Start of Block

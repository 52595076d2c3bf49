//! Command-line argument definitions for palmer_stats
//!
//! This module defines the CLI interface using the clap derive API. Every
//! option defaults to the fixed survey constants, so running the tool with
//! no arguments computes the standard Adelie/Biscoe survey over
//! `penguins.csv` in the working directory.

use crate::config::Config;
use crate::constants::{
    DEFAULT_INPUT_FILE, DEFAULT_ISLAND, DEFAULT_REPORT_FILE, DEFAULT_SPECIES,
};
use clap::Parser;
use std::path::PathBuf;

/// CLI arguments for the Palmer penguin survey tool
///
/// Computes the mean flipper length of one species and the percentage of
/// that species on one island whose flipper length is above the mean,
/// then writes a two-line text report.
#[derive(Debug, Clone, Parser)]
#[command(
    name = "palmer-stats",
    version,
    about = "Compute species summary statistics from Palmer penguins census CSV data",
    long_about = "Computes the mean flipper length of a penguin species and the percentage \
                  of that species on a given island whose flipper length is above the mean. \
                  Results are printed to the console and written to a small text report. \
                  Running with no arguments surveys Adelie penguins on Biscoe island using \
                  penguins.csv from the working directory."
)]
pub struct Args {
    /// Path to the census CSV input file
    ///
    /// Must carry a header row naming the species, island,
    /// flipper_length_mm, and body_mass_g columns. Extra columns are
    /// ignored.
    #[arg(
        short = 'i',
        long = "input",
        value_name = "PATH",
        default_value = DEFAULT_INPUT_FILE,
        help = "Path to the census CSV input file"
    )]
    pub input_path: PathBuf,

    /// Output path for the text report
    ///
    /// Overwritten unconditionally on every run.
    #[arg(
        short = 'o',
        long = "output",
        value_name = "PATH",
        default_value = DEFAULT_REPORT_FILE,
        help = "Output path for the text report"
    )]
    pub report_path: PathBuf,

    /// Species to survey (exact, case-sensitive match)
    #[arg(
        short = 's',
        long = "species",
        value_name = "SPECIES",
        default_value = DEFAULT_SPECIES,
        help = "Species to survey (exact match)"
    )]
    pub species: String,

    /// Island for the above-average classification
    ///
    /// Matched ignoring case and surrounding whitespace.
    #[arg(
        long = "island",
        value_name = "ISLAND",
        default_value = DEFAULT_ISLAND,
        help = "Island for the above-average classification"
    )]
    pub island: String,

    /// Logging verbosity for diagnostic output on stderr
    #[arg(
        long = "log-level",
        value_name = "LEVEL",
        default_value = "warn",
        help = "Logging verbosity (error, warn, info, debug, trace)"
    )]
    pub log_level: String,

    /// Suppress console output
    ///
    /// The report file is still written.
    #[arg(short = 'q', long = "quiet", help = "Suppress console output")]
    pub quiet: bool,
}

impl Args {
    /// Logging verbosity for the tracing filter
    pub fn get_log_level(&self) -> &str {
        &self.log_level
    }

    /// Build the run configuration from the parsed arguments
    pub fn to_config(&self) -> Config {
        Config {
            input_path: self.input_path.clone(),
            report_path: self.report_path.clone(),
            target_species: self.species.clone(),
            target_island: self.island.clone(),
        }
    }
}
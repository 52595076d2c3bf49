//! Configuration management and validation.
//!
//! Provides the runtime configuration for a survey run: which census file
//! to read, which species and island to survey, and where the report is
//! written. Defaults come from [`crate::constants`] so that running with no
//! arguments reproduces the standard Adelie/Biscoe survey.

use crate::constants::{DEFAULT_INPUT_FILE, DEFAULT_ISLAND, DEFAULT_REPORT_FILE, DEFAULT_SPECIES};
use crate::{Error, Result};
use serde::{Deserialize, Serialize};
use std::path::PathBuf;

/// Runtime configuration for a survey run
#[derive(Debug, Clone, Serialize, Deserialize)]
pub struct Config {
    /// Path to the census CSV input file
    pub input_path: PathBuf,

    /// Path the text report is written to (overwritten each run)
    pub report_path: PathBuf,

    /// Species label selected for the survey subset (exact match)
    pub target_species: String,

    /// Island label used for the above-average classification
    /// (matched case- and whitespace-insensitively)
    pub target_island: String,
}

impl Default for Config {
    fn default() -> Self {
        Self {
            input_path: PathBuf::from(DEFAULT_INPUT_FILE),
            report_path: PathBuf::from(DEFAULT_REPORT_FILE),
            target_species: DEFAULT_SPECIES.to_string(),
            target_island: DEFAULT_ISLAND.to_string(),
        }
    }
}

impl Config {
    /// Validate the configuration before running the pipeline
    ///
    /// Empty labels would silently produce an empty subset (species) or a
    /// zero percentage (island), so they are rejected up front.
    pub fn validate(&self) -> Result<()> {
        if self.target_species.trim().is_empty() {
            return Err(Error::configuration("Target species must not be empty"));
        }

        if self.target_island.trim().is_empty() {
            return Err(Error::configuration("Target island must not be empty"));
        }

        if self.input_path.as_os_str().is_empty() {
            return Err(Error::configuration("Input path must not be empty"));
        }

        if self.report_path.as_os_str().is_empty() {
            return Err(Error::configuration("Report path must not be empty"));
        }

        Ok(())
    }
}
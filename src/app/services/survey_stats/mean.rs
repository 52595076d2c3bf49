//! Mean flipper length aggregation

use super::numeric::{parse_measurement, round_to};
use crate::app::models::Penguin;
use crate::constants::MEAN_DECIMALS;
use tracing::debug;

/// Compute the mean flipper length of a species subset
///
/// Records whose flipper field holds absent data per
/// [`super::numeric::parse_measurement`] contribute to neither the sum nor
/// the count. Returns 0.0 when the subset holds no valid measurements,
/// rounded to two decimal places otherwise.
pub fn mean_flipper_length(subset: &[Penguin]) -> f64 {
    let mut total_length = 0.0;
    let mut count: usize = 0;

    for penguin in subset {
        if let Some(length) = parse_measurement(&penguin.flipper_length_mm) {
            total_length += length;
            count += 1;
        }
    }

    if count == 0 {
        debug!("No valid flipper measurements in subset of {}", subset.len());
        return 0.0;
    }

    round_to(total_length / count as f64, MEAN_DECIMALS)
}
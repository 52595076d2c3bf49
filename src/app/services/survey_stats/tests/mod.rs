//! Tests for the survey statistics components


use crate::app::models::Penguin;

/// Create a census record with the given species, island, and flipper text
pub fn census_record(species: &str, island: &str, flipper_length_mm: &str) -> Penguin {
    Penguin::new(species, island, flipper_length_mm, "3700")
}

/// Create an Adelie record on the given island
pub fn adelie_on(island: &str, flipper_length_mm: &str) -> Penguin {
    census_record("Adelie", island, flipper_length_mm)
}
//! Tests for the census CSV loader components

pub mod columns_tests;
pub mod loader_tests;

use std::path::Path;

/// Header set of a full Palmer census file, including the columns the
/// loader ignores
pub const CENSUS_HEADERS: &[&str] = &[
    "",
    "species",
    "island",
    "bill_length_mm",
    "bill_depth_mm",
    "flipper_length_mm",
    "body_mass_g",
    "sex",
    "year",
];

/// Write a census CSV fixture with the standard Palmer header set
///
/// Rows are given as (species, island, flipper_length_mm, body_mass_g);
/// the ignored columns are left empty.
pub fn write_census_csv(path: &Path, rows: &[(&str, &str, &str, &str)]) {
    let mut writer = csv::Writer::from_path(path).expect("create fixture CSV");
    writer
        .write_record(CENSUS_HEADERS)
        .expect("write fixture header");

    for (row_no, (species, island, flipper, mass)) in rows.iter().enumerate() {
        let index = (row_no + 1).to_string();
        writer
            .write_record([
                index.as_str(),
                species,
                island,
                "",
                "",
                flipper,
                mass,
                "",
                "",
            ])
            .expect("write fixture row");
    }

    writer.flush().expect("flush fixture CSV");
}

End of Block

Exactly as they appear above, return all of the records.

repository 52595076d2c3bf49
//! Command-line argument definitions for palmer_stats
//!
//! This module defines the CLI interface using the clap derive API. Every
//! option defaults to the fixed survey constants, so running the tool with
//! no arguments computes the standard Adelie/Biscoe survey over
//! `penguins.csv` in the working directory.

use crate::config::Config;
use crate::constants::{
    DEFAULT_INPUT_FILE, DEFAULT_ISLAND, DEFAULT_REPORT_FILE, DEFAULT_SPECIES,
};
use clap::Parser;
use std::path::PathBuf;

/// CLI arguments for the Palmer penguin survey tool
///
/// Computes the mean flipper length of one species and the percentage of
/// that species on one island whose flipper length is above the mean,
/// then writes a two-line text report.
#[derive(Debug, Clone, Parser)]
#[command(
    name = "palmer-stats",
    version,
    about = "Compute species summary statistics from Palmer penguins census CSV data",
    long_about = "Computes the mean flipper length of a penguin species and the percentage \
                  of that species on a given island whose flipper length is above the mean. \
                  Results are printed to the console and written to a small text report. \
                  Running with no arguments surveys Adelie penguins on Biscoe island using \
                  penguins.csv from the working directory."
)]
pub struct Args {
    /// Path to the census CSV input file
    ///
    /// Must carry a header row naming the species, island,
    /// flipper_length_mm, and body_mass_g columns. Extra columns are
    /// ignored.
    #[arg(
        short = 'i',
        long = "input",
        value_name = "PATH",
        default_value = DEFAULT_INPUT_FILE,
        help = "Path to the census CSV input file"
    )]
    pub input_path: PathBuf,

    /// Output path for the text report
    ///
    /// Overwritten unconditionally on every run.
    #[arg(
        short = 'o',
        long = "output",
        value_name = "PATH",
        default_value = DEFAULT_REPORT_FILE,
        help = "Output path for the text report"
    )]
    pub report_path: PathBuf,

    /// Species to survey (exact, case-sensitive match)
    #[arg(
        short = 's',
        long = "species",
        value_name = "SPECIES",
        default_value = DEFAULT_SPECIES,
        help = "Species to survey (exact match)"
    )]
    pub species: String,

    /// Island for the above-average classification
    ///
    /// Matched ignoring case and surrounding whitespace.
    #[arg(
        long = "island",
        value_name = "ISLAND",
        default_value = DEFAULT_ISLAND,
        help = "Island for the above-average classification"
    )]
    pub island: String,

    /// Logging verbosity for diagnostic output on stderr
    #[arg(
        long = "log-level",
        value_name = "LEVEL",
        default_value = "warn",
        help = "Logging verbosity (error, warn, info, debug, trace)"
    )]
    pub log_level: String,

    /// Suppress console output
    ///
    /// The report file is still written.
    #[arg(short = 'q', long = "quiet", help = "Suppress console output")]
    pub quiet: bool,
}

impl Args {
    /// Logging verbosity for the tracing filter
    pub fn get_log_level(&self) -> &str {
        &self.log_level
    }

    /// Build the run configuration from the parsed arguments
    pub fn to_config(&self) -> Config {
        Config {
            input_path: self.input_path.clone(),
            report_path: self.report_path.clone(),
            target_species: self.species.clone(),
            target_island: self.island.clone(),
        }
    }
}
repository 52595076d2c3bf49
//! Configuration management and validation.
//!
//! Provides the runtime configuration for a survey run: which census file
//! to read, which species and island to survey, and where the report is
//! written. Defaults come from [`crate::constants`] so that running with no
//! arguments reproduces the standard Adelie/Biscoe survey.

use crate::constants::{DEFAULT_INPUT_FILE, DEFAULT_ISLAND, DEFAULT_REPORT_FILE, DEFAULT_SPECIES};
use crate::{Error, Result};
use serde::{Deserialize, Serialize};
use std::path::PathBuf;

/// Runtime configuration for a survey run
#[derive(Debug, Clone, Serialize, Deserialize)]
pub struct Config {
    /// Path to the census CSV input file
    pub input_path: PathBuf,

    /// Path the text report is written to (overwritten each run)
    pub report_path: PathBuf,

    /// Species label selected for the survey subset (exact match)
    pub target_species: String,

    /// Island label used for the above-average classification
    /// (matched case- and whitespace-insensitively)
    pub target_island: String,
}

impl Default for Config {
    fn default() -> Self {
        Self {
            input_path: PathBuf::from(DEFAULT_INPUT_FILE),
            report_path: PathBuf::from(DEFAULT_REPORT_FILE),
            target_species: DEFAULT_SPECIES.to_string(),
            target_island: DEFAULT_ISLAND.to_string(),
        }
    }
}

impl Config {
    /// Validate the configuration before running the pipeline
    ///
    /// Empty labels would silently produce an empty subset (species) or a
    /// zero percentage (island), so they are rejected up front.
    pub fn validate(&self) -> Result<()> {
        if self.target_species.trim().is_empty() {
            return Err(Error::configuration("Target species must not be empty"));
        }

        if self.target_island.trim().is_empty() {
            return Err(Error::configuration("Target island must not be empty"));
        }

        if self.input_path.as_os_str().is_empty() {
            return Err(Error::configuration("Input path must not be empty"));
        }

        if self.report_path.as_os_str().is_empty() {
            return Err(Error::configuration("Report path must not be empty"));
        }

        Ok(())
    }
}
filename src/app/services/survey_stats/mean.rs
repository 52595076d2c3bf49
//! Mean flipper length aggregation

use super::numeric::{parse_measurement, round_to};
use crate::app::models::Penguin;
use crate::constants::MEAN_DECIMALS;
use tracing::debug;

/// Compute the mean flipper length of a species subset
///
/// Records whose flipper field holds absent data per
/// [`super::numeric::parse_measurement`] contribute to neither the sum nor
/// the count. Returns 0.0 when the subset holds no valid measurements,
/// rounded to two decimal places otherwise.
pub fn mean_flipper_length(subset: &[Penguin]) -> f64 {
    let mut total_length = 0.0;
    let mut count: usize = 0;

    for penguin in subset {
        if let Some(length) = parse_measurement(&penguin.flipper_length_mm) {
            total_length += length;
            count += 1;
        }
    }

    if count == 0 {
        debug!("No valid flipper measurements in subset of {}", subset.len());
        return 0.0;
    }

    round_to(total_length / count as f64, MEAN_DECIMALS)
}
repository 52595076d2c3bf49
filename src/app/services/survey_stats/tests/mod.rs
//! Tests for the survey statistics components


use crate::app::models::Penguin;

/// Create a census record with the given species, island, and flipper text
pub fn census_record(species: &str, island: &str, flipper_length_mm: &str) -> Penguin {
    Penguin::new(species, island, flipper_length_mm, "3700")
}

/// Create an Adelie record on the given island
pub fn adelie_on(island: &str, flipper_length_mm: &str) -> Penguin {
    census_record("Adelie", island, flipper_length_mm)
}
//! Tests for the census CSV loader components

pub mod columns_tests;
pub mod loader_tests;

use std::path::Path;

/// Header set of a full Palmer census file, including the columns the
/// loader ignores
pub const CENSUS_HEADERS: &[&str] = &[
    "",
    "species",
    "island",
    "bill_length_mm",
    "bill_depth_mm",
    "flipper_length_mm",
    "body_mass_g",
    "sex",
    "year",
];

/// Write a census CSV fixture with the standard Palmer header set
///
/// Rows are given as (species, island, flipper_length_mm, body_mass_g);
/// the ignored columns are left empty.
pub fn write_census_csv(path: &Path, rows: &[(&str, &str, &str, &str)]) {
    let mut writer = csv::Writer::from_path(path).expect("create fixture CSV");
    writer
        .write_record(CENSUS_HEADERS)
        .expect("write fixture header");

    for (row_no, (species, island, flipper, mass)) in rows.iter().enumerate() {
        let index = (row_no + 1).to_string();
        writer
            .write_record([
                index.as_str(),
                species,
                island,
                "",
                "",
                flipper,
                mass,
                "",
                "",
            ])
            .expect("write fixture row");
    }

    writer.flush().expect("flush fixture CSV");
}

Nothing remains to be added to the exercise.